The activity of enhancers depends in part on three-dimensional enhancer-promoter interactions that can be determined by chromosome conformation capture-based sequencing30,31. To explore these chromatin interactions between promoters and distal enhancers, we generated high-resolution Hi-C maps of the parathyroids (Fig. 1a). We identified 22,434 significant interactions (FDR = 0.1, Supplementary Data 5, see the “Methods” section) between regulatory regions. Focusing on the CASR (Fig. 2b), we contrasted the interactions involving this gene in the parathyroids to those observed in other tissues using promoter-capture Hi-C assay (pcHi-C)32. In the parathyroids, we identified interactions between the promoter of CASR with four regulatory elements (E1–4) located in open chromatin and bound by GCM2 and CTCF. E1 is located within CD86, a neighboring gene expressed in immune cells and silent in the parathyroids; E2 is in the intergenic region between the CASR and CD86. Given the lack of expression and the absence of open chromatin at the promoter of CD86 in parathyroids, the first and second elements were likely enhancers of CASR, not CD86. E3 is the parathyroid-specific enhancer located in the intron of CASR as described above, and E4 is also located within the CASR gene. These four promoter-enhancer interactions at the CASR were specific to the parathyroids. Other tissues that express the CASR, such as embryonic stem cells and pancreas, exhibited chromatin loops at the CASR promoter that all interacted with different genomic regions (Fig. 2b).

Next, we explored parathyroid-specific enhancers in the PTH gene. In addition to a previously known enhancer ~5 kb upstream of the gene body33, we identified a second enhancer ~20 kb upstream. This distal enhancer is parathyroid-specific, binds GCM2, has an open chromatin structure, and loops to the promoter of the PTH gene (Supplementary Fig. 2c).

We experimentally validated the activity of nearly a dozen of the identified enhancers using luciferase assays and a heterologous cell culture system (Fig. 2c). We selected enhancers in core parathyroid genes such as CASR, PTH, and MAFB that were bound by GCM2 (Supplementary Data 6). Indeed, all of the putative enhancers exhibited significantly increased luciferase activity to varying degrees compared to empty vector controls (Fig. 2c, p-values by one-sided Student’s t-test) using either HEK293 (human embryonic kidney) or DF-1 (chicken fibroblast) cells.

Collectively, these examples demonstrate the utility of our maps detailing parathyroid-specific open chromatin structures, enhancers, and three-dimensional chromatin interactions in understanding key factors for the identity and function of the parathyroid glands.

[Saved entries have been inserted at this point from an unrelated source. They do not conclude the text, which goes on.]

use anyhow::{Context, Result};
use tracing::{info, warn};

use analysis_node::config::AnalysisConfig;
use analysis_node::dataset;
use analysis_node::pipeline::{self, report};

#[tokio::main]
async fn main() -> Result<()> {
    // Initialize structured logging
    tracing_subscriber::fmt()
        .with_env_filter(
            tracing_subscriber::EnvFilter::try_from_default_env()
                .unwrap_or_else(|_| "analysis_node=info".into()),
        )
        .with_target(false)
        .init();

    info!("Starting LogSift Analysis Node v{}", env!("CARGO_PKG_VERSION"));

    // Load configuration from file if available, otherwise use defaults
    let config_path = std::env::args()
        .nth(1)
        .unwrap_or_else(|| "config/analysis".to_string());
    let config = match AnalysisConfig::from_file(&config_path) {
        Ok(config) => {
            info!("Configuration loaded from {}.toml", config_path);
            config
        }
        Err(e) => {
            warn!("Failed to load config file: {}, using defaults", e);
            AnalysisConfig::default()
        }
    };

    config
        .validate()
        .map_err(|e| anyhow::anyhow!("Invalid configuration: {}", e))?;

    let table = dataset::load_dataset(&config.dataset.path, &config)
        .context("Failed to load dataset")?;
    info!(rows = table.len(), "Dataset ready for analysis");

    let analysis = pipeline::run(table, &config)
        .await
        .context("Analysis pipeline failed")?;

    info!(
        run_id = %analysis.run_id,
        rows = analysis.rows.len(),
        "Analysis complete"
    );

    let flagged = report::anomalies(&analysis.rows);
    info!(anomalies = flagged.len(), "Anomaly verdicts");
    for row in &flagged {
        info!(ip = %row.ip, cluster = row.result, "Anomalous client");
    }

    for client in report::top_clients(&analysis.rows, config.report.top_n) {
        info!(ip = %client.ip, count = client.count, "Top client by occurrence");
    }

    if let Some(path) = &config.report.output_path {
        report::write_results(path, &analysis.rows).context("Failed to write result table")?;
    }

    Ok(())
}
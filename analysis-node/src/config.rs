use serde::{Deserialize, Serialize};

/// Main configuration for the analysis node
#[derive(Debug, Clone, Serialize, Deserialize)]
pub struct AnalysisConfig {
    /// Random seed for the clustering and anomaly models.
    /// `None` draws a fresh seed per run; set it for reproducible output.
    pub seed: Option<u64>,
    /// Dataset input settings
    pub dataset: DatasetConfig,
    /// Categorical feature encoding settings
    pub encoding: EncodingConfig,
    /// K-means clustering settings
    pub clustering: ClusteringConfig,
    /// Isolation-forest anomaly detection settings
    pub anomaly: AnomalyConfig,
    /// Report output settings
    pub report: ReportConfig,
    /// Logging configuration
    pub logging: LoggingConfig,
}

/// Dataset input configuration
#[derive(Debug, Clone, Serialize, Deserialize)]
pub struct DatasetConfig {
    /// Path to the intermediate CSV dataset written by the ingest node
    pub path: String,
    /// Client addresses removed before analysis
    pub excluded_clients: Vec<String>,
}

/// Categorical feature encoding configuration
#[derive(Debug, Clone, Serialize, Deserialize)]
pub struct EncodingConfig {
    /// Values seen fewer than this many times in a collapse column are
    /// replaced by the shared "others" bucket. Counted per column over
    /// the whole batch.
    pub rarity_threshold: usize,
    /// Columns subject to rarity collapsing
    pub collapse_columns: Vec<String>,
    /// Columns expanded into indicator columns
    pub one_hot_columns: Vec<String>,
    /// Fill value for a missing country code
    pub country_fill: String,
    /// Fill value for a missing HTTP version
    pub http_version_fill: String,
}

/// K-means clustering configuration
#[derive(Debug, Clone, Serialize, Deserialize)]
pub struct ClusteringConfig {
    /// Number of behavioral clusters (k)
    pub clusters: usize,
    /// Iteration cap when assignments do not stabilize earlier
    pub max_iterations: usize,
}

/// Isolation-forest configuration
#[derive(Debug, Clone, Serialize, Deserialize)]
pub struct AnomalyConfig {
    /// Expected fraction of anomalous rows, sets the decision threshold
    pub contamination: f64,
    /// Number of trees in the ensemble
    pub trees: usize,
    /// Rows sampled per tree
    pub subsample: usize,
}

/// Report output configuration
#[derive(Debug, Clone, Serialize, Deserialize)]
pub struct ReportConfig {
    /// How many top clients to log for downstream reporting
    pub top_n: usize,
    /// Optional path for the result CSV (ip, result, anomaly)
    pub output_path: Option<String>,
}

/// Logging configuration
#[derive(Debug, Clone, Serialize, Deserialize)]
pub struct LoggingConfig {
    /// Default log level when RUST_LOG is unset
    pub level: String,
}

impl Default for AnalysisConfig {
    fn default() -> Self {
        Self {
            seed: None,
            dataset: DatasetConfig {
                path: "extracted_data.csv".to_string(),
                excluded_clients: vec!["127.0.0.1".to_string()],
            },
            encoding: EncodingConfig {
                rarity_threshold: 300,
                collapse_columns: vec![
                    "geoip.country_code3".to_string(),
                    "useragent.device".to_string(),
                ],
                one_hot_columns: vec![
                    "geoip.country_code3".to_string(),
                    "httpversion".to_string(),
                    "response".to_string(),
                    "useragent.device".to_string(),
                    "verb".to_string(),
                ],
                country_fill: "unknown".to_string(),
                http_version_fill: "error".to_string(),
            },
            clustering: ClusteringConfig {
                clusters: 4,
                max_iterations: 100,
            },
            anomaly: AnomalyConfig {
                contamination: 0.05,
                trees: 100,
                subsample: 256,
            },
            report: ReportConfig {
                top_n: 10,
                output_path: Some("analysis_results.csv".to_string()),
            },
            logging: LoggingConfig {
                level: "info".to_string(),
            },
        }
    }
}

impl AnalysisConfig {
    /// Load configuration from file with environment overrides
    pub fn from_file(path: &str) -> Result<Self, config::ConfigError> {
        let settings = config::Config::builder()
            .add_source(config::File::with_name(path))
            .add_source(config::Environment::with_prefix("LOGSIFT_ANALYSIS").separator("__"))
            .build()?;

        settings.try_deserialize()
    }

    /// Save configuration to file
    pub fn save_to_file(&self, path: &str) -> Result<(), Box<dyn std::error::Error>> {
        let toml_string = toml::to_string_pretty(self)?;
        std::fs::write(path, toml_string)?;
        Ok(())
    }

    /// Validate configuration
    pub fn validate(&self) -> Result<(), String> {
        if self.dataset.path.is_empty() {
            return Err("Dataset path cannot be empty".to_string());
        }

        if self.encoding.rarity_threshold == 0 {
            return Err("Rarity threshold must be at least 1".to_string());
        }

        for column in &self.encoding.collapse_columns {
            if !self.encoding.one_hot_columns.contains(column) {
                return Err(format!(
                    "Collapse column '{}' is not a designated one-hot column",
                    column
                ));
            }
        }

        if self.clustering.clusters == 0 {
            return Err("Cluster count cannot be 0".to_string());
        }

        if self.clustering.max_iterations == 0 {
            return Err("Max iterations cannot be 0".to_string());
        }

        if !(self.anomaly.contamination > 0.0 && self.anomaly.contamination < 1.0) {
            return Err("Contamination must lie strictly between 0 and 1".to_string());
        }

        if self.anomaly.trees == 0 {
            return Err("Tree count cannot be 0".to_string());
        }

        if self.anomaly.subsample < 2 {
            return Err("Subsample size must be at least 2".to_string());
        }

        if self.report.top_n == 0 {
            return Err("Top-N cannot be 0".to_string());
        }

        Ok(())
    }
}
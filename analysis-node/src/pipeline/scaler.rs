use ndarray::Array2;

use crate::error::{AnalysisError, Result};
use crate::pipeline::encoder::EncodedTable;

/// Normalized feature table, every column scaled into [0, 1]
#[derive(Debug, Clone, PartialEq)]
pub struct NormalizedTable {
    /// Column names, unchanged from the encoded table
    pub columns: Vec<String>,
    /// Scaled feature matrix
    pub matrix: Array2<f64>,
}

/// Fitted min-max bounds, one pair per column.
///
/// Batch-local: bounds come from the batch being analyzed and are not
/// retained across runs.
#[derive(Debug, Clone, PartialEq)]
pub struct ScalingModel {
    mins: Vec<f64>,
    maxs: Vec<f64>,
}

impl ScalingModel {
    /// Fit per-column min/max over a batch
    pub fn fit(table: &EncodedTable) -> Result<Self> {
        if table.matrix.nrows() == 0 {
            return Err(AnalysisError::EmptyDataset);
        }

        let mut mins = Vec::with_capacity(table.matrix.ncols());
        let mut maxs = Vec::with_capacity(table.matrix.ncols());
        for column in table.matrix.columns() {
            mins.push(column.fold(f64::INFINITY, |acc, &v| acc.min(v)));
            maxs.push(column.fold(f64::NEG_INFINITY, |acc, &v| acc.max(v)));
        }

        Ok(Self { mins, maxs })
    }

    /// Scale a batch with the fitted bounds.
    ///
    /// A constant column maps to all zeros instead of dividing by zero.
    pub fn apply(&self, table: &EncodedTable) -> Result<NormalizedTable> {
        if table.matrix.ncols() != self.mins.len() {
            return Err(AnalysisError::Internal(format!(
                "scaling model fitted on {} columns, applied to {}",
                self.mins.len(),
                table.matrix.ncols()
            )));
        }

        let mut matrix = table.matrix.clone();
        for (index, mut column) in matrix.columns_mut().into_iter().enumerate() {
            let min = self.mins[index];
            let range = self.maxs[index] - min;
            if range == 0.0 {
                column.fill(0.0);
            } else {
                column.mapv_inplace(|v| (v - min) / range);
            }
        }

        Ok(NormalizedTable {
            columns: table.columns.clone(),
            matrix,
        })
    }
}

#[cfg(test)]
mod tests {
    use super::*;
    use ndarray::array;

    fn encoded(matrix: Array2<f64>) -> EncodedTable {
        let columns = (0..matrix.ncols()).map(|i| format!("c{i}")).collect();
        EncodedTable { columns, matrix }
    }

    #[test]
    fn test_min_max_scaling() {
        let table = encoded(array![[0.0], [5.0], [10.0]]);

        let model = ScalingModel::fit(&table).unwrap();
        let scaled = model.apply(&table).unwrap();

        assert_eq!(scaled.matrix.column(0).to_vec(), vec![0.0, 0.5, 1.0]);
    }

    #[test]
    fn test_constant_column_scales_to_zero() {
        let table = encoded(array![[7.0], [7.0], [7.0]]);

        let model = ScalingModel::fit(&table).unwrap();
        let scaled = model.apply(&table).unwrap();

        assert_eq!(scaled.matrix.column(0).to_vec(), vec![0.0, 0.0, 0.0]);
    }

    #[test]
    fn test_columns_scale_independently() {
        let table = encoded(array![[0.0, 2.0], [10.0, 4.0]]);

        let model = ScalingModel::fit(&table).unwrap();
        let scaled = model.apply(&table).unwrap();

        assert_eq!(scaled.matrix.column(0).to_vec(), vec![0.0, 1.0]);
        assert_eq!(scaled.matrix.column(1).to_vec(), vec![0.0, 1.0]);
    }

    #[test]
    fn test_empty_table_fails_fast() {
        let table = encoded(Array2::zeros((0, 3)));
        assert!(matches!(
            ScalingModel::fit(&table),
            Err(AnalysisError::EmptyDataset)
        ));
    }

    #[test]
    fn test_width_mismatch_is_internal_error() {
        let fit_table = encoded(array![[0.0, 1.0]]);
        let model = ScalingModel::fit(&fit_table).unwrap();

        let other = encoded(array![[0.0]]);
        assert!(matches!(
            model.apply(&other),
            Err(AnalysisError::Internal(_))
        ));
    }
}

Delineating a core regulatory transcription network in parathyroids

Identifying core regulatory circuits is critical for understanding cellular function. Our initial step involved the identification of TF binding sites that are enriched within open chromatin regions in parathyroid tissue. By conducting motif analysis, we identified a total of 26 TFs (Supplementary Data 7; see the “Methods” section) with GCM2 ranking among the top 4. Due to the unique expression of GCM2 in parathyroids and the high prevalence of its motif in DHSs, we further explored the regulatory network among these TFs by leveraging GCM2 ChIP-seq data. This allowed us to uncover a network of TFs centered around GCM2.

Focusing specifically on GCM2, we first investigated potential partnerships with other TFs by performing de novo DNA motif analysis on the GCM2 ChIP-seq-binding sites. As expected, the discovered motif sequences from the GCM2 peaks best matched the known GCM2 motif CCCGCA, previously determined in in vitro assays34. Importantly, this analysis also revealed the enrichment of two heterodimer motifs, GCM2-ELF and GCM2-ELK. These heterodimer motifs were present in about one-third of all GCM2 binding sites, suggesting that GCM2 frequently forms heterodimers with the ETS family transcription factors ELF or ELK (Fig. 3a)35. Our analysis also demonstrated frequent co-localization of GATA3 and MAFB motifs with GCM2 binding sites (Fig. 3a). Intriguingly, the co-localization of GATA3 and MAFB motifs at GCM2 binding sites was more commonly observed at distal enhancers than at promoters (Fig. 3b, p-values by one-sided Fisher’s exact test), suggesting a role in the tissue-specific regulation of target genes. In Fig. 3c, we illustrate such co-localization at the PTH gene. The distal enhancer ~4.5 kb upstream of the PTH promoter contains a GCM2 binding site with an MAFB motif close to the GCM2 motif, consistent with a previous report24. Other TFs such as STAT1 (signal transducer and activator of transcription 1), SP2 (specificity protein 2), HINFP (histone H4 transcription factor) and FOX (forkhead box) family members were also predicted to frequently co-localize with GCM2 (Fig. 3a)23.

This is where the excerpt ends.